TASK TO CARRY OUT: Only the lines from the beginning of the data below through the line that contains "advancing only forward." should be repeated, exactly as written.

INFORMATION:
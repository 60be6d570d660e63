//! # Sessions and the Session Store
//!
//! A [`Session`] is exclusively owned by the [`SessionStore`] and mutated
//! only under its own lock; the store itself holds just a short-lived
//! lookup lock (a sharded concurrent map). Status advances only forward:
//! `Initialized → Connected → {Done, Cancelled, Timeout}`. Terminal status
//! is delivered exactly once to the requestor's callback, which receives
//! the token, never a session reference.

use std::fmt;
use std::sync::Arc;

use chrono::{DateTime, Duration, Utc};
use dashmap::DashMap;
use parking_lot::Mutex;
use rand::distributions::Alphanumeric;
use rand::rngs::OsRng;
use rand::Rng;
use serde::{Deserialize, Serialize};

use credo_core::{DisclosedAttribute, ErrorKind, ProtocolVersion, RemoteError};
use credo_protocol::{
    IssueSignatureMessage, ProofStatus, SessionAction, SessionRequest, SignedMessage,
    WireSessionRequest,
};

/// Length of a session token: 128 bits of OS entropy, alphanumeric-encoded.
const TOKEN_LENGTH: usize = 22;

/// An unpredictable, process-unique session token.
#[derive(Debug, Clone, PartialEq, Eq, Hash, Serialize, Deserialize)]
#[serde(transparent)]
pub struct SessionToken(String);

impl SessionToken {
    /// Generate a fresh token from the OS random source.
    pub fn random() -> Self {
        let token: String = (0..TOKEN_LENGTH)
            .map(|_| OsRng.sample(Alphanumeric) as char)
            .collect();
        Self(token)
    }

    /// The token string.
    pub fn as_str(&self) -> &str {
        &self.0
    }
}

impl fmt::Display for SessionToken {
    fn fmt(&self, f: &mut fmt::Formatter<'_>) -> fmt::Result {
        f.write_str(&self.0)
    }
}

impl From<String> for SessionToken {
    fn from(s: String) -> Self {
        Self(s)
    }
}

/// Session status, advancing only forward.
#[derive(Debug, Clone, Copy, PartialEq, Eq, Serialize, Deserialize)]
#[serde(rename_all = "UPPERCASE")]
pub enum Status {
    /// Created, wallet not yet connected.
    Initialized,
    /// Wallet fetched the request.
    Connected,
    /// Cancelled by the wallet, or failed. Terminal.
    Cancelled,
    /// Completed successfully. Terminal.
    Done,
    /// Expired by inactivity. Terminal.
    Timeout,
}

impl Status {
    /// Whether this status is terminal.
    pub fn finished(&self) -> bool {
        matches!(self, Self::Cancelled | Self::Done | Self::Timeout)
    }
}

impl fmt::Display for Status {
    fn fmt(&self, f: &mut fmt::Formatter<'_>) -> fmt::Result {
        let s = match self {
            Self::Initialized => "INITIALIZED",
            Self::Connected => "CONNECTED",
            Self::Cancelled => "CANCELLED",
            Self::Done => "DONE",
            Self::Timeout => "TIMEOUT",
        };
        f.write_str(s)
    }
}

/// The accumulated outcome of a session, delivered to the requestor.
#[derive(Debug, Clone, Serialize, Deserialize)]
pub struct SessionResult {
    /// The session token.
    pub token: SessionToken,
    /// The session kind.
    #[serde(rename = "type")]
    pub action: SessionAction,
    /// Terminal (or current) status.
    pub status: Status,
    /// Verification outcome of the posted proofs.
    #[serde(rename = "proofStatus", default, skip_serializing_if = "Option::is_none")]
    pub proof_status: Option<ProofStatus>,
    /// Disclosed attributes, mirroring the request's disjunction shape.
    #[serde(default, skip_serializing_if = "Vec::is_empty")]
    pub disclosed: Vec<Vec<DisclosedAttribute>>,
    /// The detached signature, for signature sessions.
    #[serde(default, skip_serializing_if = "Option::is_none")]
    pub signature: Option<Box<SignedMessage>>,
    /// The error that terminated the session, if any.
    #[serde(default, skip_serializing_if = "Option::is_none")]
    pub err: Option<RemoteError>,
}

impl SessionResult {
    fn new(token: SessionToken, action: SessionAction, status: Status) -> Self {
        Self {
            token,
            action,
            status,
            proof_status: None,
            disclosed: Vec::new(),
            signature: None,
            err: None,
        }
    }
}

/// Callback invoked exactly once when a session reaches a terminal status.
pub type DoneCallback = Box<dyn Fn(&SessionResult) + Send>;

/// One session's full state.
pub struct Session {
    /// The token.
    pub token: SessionToken,
    /// The session kind.
    pub action: SessionAction,
    /// Current status.
    pub status: Status,
    /// Negotiated protocol version, set on `GetRequest`.
    pub version: Option<ProtocolVersion>,
    /// The accepted request; issuance requests keep their revocation keys
    /// here (wallets only ever see the sanitised copy).
    pub request: SessionRequest,
    /// Whether the request can be rendered in the legacy format.
    pub legacy_compatible: bool,
    /// The accumulated result.
    pub result: SessionResult,
    /// Last wallet activity.
    pub last_active: DateTime<Utc>,
    /// Replay cache for `GetRequest`.
    pub(crate) cached_request: Option<WireSessionRequest>,
    /// Replay cache for `PostCommitments`.
    pub(crate) cached_signatures: Option<Vec<IssueSignatureMessage>>,
    done_callback: Option<DoneCallback>,
}

impl Session {
    /// Create a session in `Initialized` over an accepted request.
    pub fn new(request: SessionRequest, done_callback: Option<DoneCallback>) -> Self {
        let token = SessionToken::random();
        let action = request.action();
        Self {
            result: SessionResult::new(token.clone(), action, Status::Initialized),
            token,
            action,
            status: Status::Initialized,
            version: None,
            request,
            legacy_compatible: false,
            last_active: Utc::now(),
            cached_request: None,
            cached_signatures: None,
            done_callback,
        }
    }

    /// Refresh the activity timestamp.
    pub fn mark_alive(&mut self) {
        self.last_active = Utc::now();
    }

    /// Advance the status. Repeated terminal transitions are discarded;
    /// the first terminal transition fires the done callback exactly once.
    pub fn set_status(&mut self, status: Status) {
        if self.status.finished() {
            return;
        }
        tracing::debug!(token = %self.token, from = %self.status, to = %status, "session status");
        self.status = status;
        self.result.status = status;
        if status.finished() {
            if let Some(callback) = self.done_callback.take() {
                callback(&self.result);
            }
        }
    }

    /// Record a failure: the session moves to `Cancelled` with the error on
    /// its result, and the error envelope is returned for the wire.
    pub fn fail(&mut self, kind: ErrorKind, message: impl Into<String>) -> RemoteError {
        let err = RemoteError::new(kind, message);
        self.result.err = Some(err.clone());
        self.set_status(Status::Cancelled);
        err
    }

    /// Whether the session has outlived `timeout` without activity.
    pub fn expired(&self, now: DateTime<Utc>, timeout: Duration) -> bool {
        self.last_active + timeout < now
    }
}

/// Concurrent map from token to session.
///
/// Per-session access is serialised by the session's own mutex; the map
/// itself only guards insertion and lookup.
#[derive(Default)]
pub struct SessionStore {
    sessions: DashMap<SessionToken, Arc<Mutex<Session>>>,
}

impl SessionStore {
    /// Create an empty store.
    pub fn new() -> Self {
        Self::default()
    }

    /// Insert a session, returning its token.
    pub fn insert(&self, session: Session) -> SessionToken {
        let token = session.token.clone();
        self.sessions
            .insert(token.clone(), Arc::new(Mutex::new(session)));
        token
    }

    /// Look up a session by token.
    pub fn lookup(&self, token: &SessionToken) -> Option<Arc<Mutex<Session>>> {
        self.sessions.get(token).map(|s| s.value().clone())
    }

    /// Remove a session.
    pub fn remove(&self, token: &SessionToken) -> Option<Arc<Mutex<Session>>> {
        self.sessions.remove(token).map(|(_, s)| s)
    }

    /// Number of live sessions.
    pub fn len(&self) -> usize {
        self.sessions.len()
    }

    /// Whether the store is empty.
    pub fn is_empty(&self) -> bool {
        self.sessions.is_empty()
    }

    /// Move sessions idle past `timeout` to `Timeout` (firing their done
    /// callbacks), and drop terminal sessions idle past the same window.
    pub fn reap_expired(&self, now: DateTime<Utc>, timeout: Duration) {
        let mut drop_tokens = Vec::new();
        for entry in self.sessions.iter() {
            let mut session = entry.value().lock();
            if !session.expired(now, timeout) {
                continue;
            }
            if session.status.finished() {
                drop_tokens.push(session.token.clone());
            } else {
                tracing::info!(token = %session.token, "session timed out");
                session.set_status(Status::Timeout);
            }
        }
        for token in drop_tokens {
            self.sessions.remove(&token);
        }
    }
}

#[cfg(test)]
mod tests {
    use super::*;
    use std::collections::HashSet;
    use std::sync::atomic::{AtomicUsize, Ordering};

    use credo_protocol::DisclosureRequest;

    fn disclosure_session(callback: Option<DoneCallback>) -> Session {
        Session::new(
            SessionRequest::Disclosure(DisclosureRequest::default()),
            callback,
        )
    }

    #[test]
    fn tokens_are_unique_and_opaque() {
        let tokens: HashSet<String> = (0..512)
            .map(|_| SessionToken::random().as_str().to_string())
            .collect();
        assert_eq!(tokens.len(), 512);
        assert!(tokens.iter().all(|t| t.len() == TOKEN_LENGTH));
        assert!(tokens
            .iter()
            .all(|t| t.chars().all(|c| c.is_ascii_alphanumeric())));
    }

    #[test]
    fn status_graph_is_forward_only() {
        let mut session = disclosure_session(None);
        assert_eq!(session.status, Status::Initialized);
        session.set_status(Status::Connected);
        session.set_status(Status::Done);
        // A later transition on a terminal session is discarded.
        session.set_status(Status::Cancelled);
        assert_eq!(session.status, Status::Done);
    }

    #[test]
    fn done_callback_fires_exactly_once() {
        static FIRED: AtomicUsize = AtomicUsize::new(0);
        let mut session = disclosure_session(Some(Box::new(|result| {
            assert_eq!(result.status, Status::Cancelled);
            FIRED.fetch_add(1, Ordering::SeqCst);
        })));
        session.set_status(Status::Connected);
        session.set_status(Status::Cancelled);
        session.set_status(Status::Timeout);
        session.set_status(Status::Cancelled);
        assert_eq!(FIRED.load(Ordering::SeqCst), 1);
    }

    #[test]
    fn fail_populates_result() {
        let mut session = disclosure_session(None);
        let err = session.fail(ErrorKind::InvalidProofs, "bad");
        assert_eq!(err.kind(), ErrorKind::InvalidProofs);
        assert_eq!(session.status, Status::Cancelled);
        assert_eq!(
            session.result.err.as_ref().unwrap().kind(),
            ErrorKind::InvalidProofs
        );
    }

    #[test]
    fn reap_times_out_idle_sessions() {
        let store = SessionStore::new();
        let mut session = disclosure_session(None);
        session.last_active = Utc::now() - Duration::minutes(10);
        let token = store.insert(session);

        store.reap_expired(Utc::now(), Duration::minutes(5));
        let session = store.lookup(&token).unwrap();
        assert_eq!(session.lock().status, Status::Timeout);

        // A second sweep after the timeout window drops the terminal session.
        session.lock().last_active = Utc::now() - Duration::minutes(10);
        store.reap_expired(Utc::now(), Duration::minutes(5));
        assert!(store.lookup(&token).is_none());
    }

    #[test]
    fn reap_leaves_active_sessions() {
        let store = SessionStore::new();
        let token = store.insert(disclosure_session(None));
        store.reap_expired(Utc::now(), Duration::minutes(5));
        assert_eq!(store.lookup(&token).unwrap().lock().status, Status::Initialized);
    }

    #[test]
    fn status_wire_form() {
        assert_eq!(serde_json::to_string(&Status::Connected).unwrap(), "\"CONNECTED\"");
        let s: Status = serde_json::from_str("\"TIMEOUT\"").unwrap();
        assert_eq!(s, Status::Timeout);
    }

    #[test]
    fn result_wire_shape() {
        let session = disclosure_session(None);
        let json = serde_json::to_value(&session.result).unwrap();
        assert_eq!(json["type"], "disclosing");
        assert_eq!(json["status"], "INITIALIZED");
        assert!(json.get("proofStatus").is_none());
    }
}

SOLUTION TO THIS PROBLEM:
repository 60be6d570d660e63
//! # Sessions and the Session Store
//!
//! A [`Session`] is exclusively owned by the [`SessionStore`] and mutated
//! only under its own lock; the store itself holds just a short-lived
//! lookup lock (a sharded concurrent map). Status advances only forward:
//! `Initialized → Connected → {Done, Cancelled, Timeout}`. Terminal status
//! is delivered exactly once to the requestor's callback, which receives
//! the token, never a session reference.

use std::fmt;
use std::sync::Arc;

use chrono::{DateTime, Duration, Utc};
use dashmap::DashMap;
use parking_lot::Mutex;
use rand::distributions::Alphanumeric;
use rand::rngs::OsRng;
use rand::Rng;
use serde::{Deserialize, Serialize};

use credo_core::{DisclosedAttribute, ErrorKind, ProtocolVersion, RemoteError};
use credo_protocol::{
    IssueSignatureMessage, ProofStatus, SessionAction, SessionRequest, SignedMessage,
    WireSessionRequest,
};

/// Length of a session token: 128 bits of OS entropy, alphanumeric-encoded.
const TOKEN_LENGTH: usize = 22;

/// An unpredictable, process-unique session token.
#[derive(Debug, Clone, PartialEq, Eq, Hash, Serialize, Deserialize)]
#[serde(transparent)]
pub struct SessionToken(String);

impl SessionToken {
    /// Generate a fresh token from the OS random source.
    pub fn random() -> Self {
        let token: String = (0..TOKEN_LENGTH)
            .map(|_| OsRng.sample(Alphanumeric) as char)
            .collect();
        Self(token)
    }

    /// The token string.
    pub fn as_str(&self) -> &str {
        &self.0
    }
}

impl fmt::Display for SessionToken {
    fn fmt(&self, f: &mut fmt::Formatter<'_>) -> fmt::Result {
        f.write_str(&self.0)
    }
}

impl From<String> for SessionToken {
    fn from(s: String) -> Self {
        Self(s)
    }
}

/// Session status, advancing only forward.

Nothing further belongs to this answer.